FOTO: TV / Schramm, Johannes
Haben Sie bei Dänemark gegen Peru auch das Fußballfieber gespürt, wie es nur ein echtes WM-Endspiel auslösen kann? Moment, halt mal, werden Sie jetzt denken, leidet dieser TV-Redakteur unter echtem Fieber, das war doch nur ein Vorrundenspiel.

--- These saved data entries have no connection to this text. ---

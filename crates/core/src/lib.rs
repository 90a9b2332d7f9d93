pub mod breakpoints;
pub mod error;
pub mod gateway;
pub mod journal;
pub mod registry;
pub mod session;
pub mod settings;
pub mod status;
pub mod subscriber;
pub mod surface;
pub mod target;
pub mod toolbar;

pub use breakpoints::{Breakpoint, BreakpointSet};
pub use error::{DebugError, Precondition};
pub use gateway::{DebugCommandGateway, GatewayError};
pub use journal::FileDebugJournal;
pub use registry::DebugSessionRegistry;
pub use session::{DebugSession, SessionBindings, SessionKey};
pub use settings::{ConnectionMode, FileSettingsStore, Settings};
pub use status::{DebugCommand, DebugLocation, DebugStatus, GatewayOutcome};
pub use subscriber::DebugSubscriber;
pub use surface::{AnonymousBlockCheck, EditingSurface, PlParser};
pub use target::{PlKind, PlSchema, PlTarget};
pub use toolbar::{ActionVisualState, ToolbarAction, ToolbarActionBinder, ToolbarContext};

Tatsächlich aber gibt es Statistiker auf der Welt, die Buch über eine inoffizielle Weltmeisterschaft führen, was selbst dem Magazin 11Freunde jüngst eine Geschichte wert war. Der Ablauf ähnelt dem Boxen: Wer einen Kampf (in dem Fall ein Fußballspiel) gegen den amtierenden Weltmeister (in dem Fall den inoffiziellen) gewinnt, heimst den Gürtel (in dem Fall den imaginären WM-Pokal) ein. Angefangen hat die Geschichte 1873, als England gegen Schottland 4:2 gewann und sogar ohne Wembley-Tor erster inoffizieller Weltmeister wurde. Wer diesen danach besiegte, war neuer Titelträger. Über den Weg kamen gar schon die Niederländischen Antillen, Angola und – kaum zu glauben, aber wahr – die Niederlande zu Titel­ehren. Jüngster Weltmeister war Peru. Bis zur 0:1-Niederlage gegen Dänemark bei der echten WM. Die Freude der Dänen darf aber nicht lange währen. Schon am 21. Juni spielen sie gegen Australien das nächste inoffizielle WM-Finale.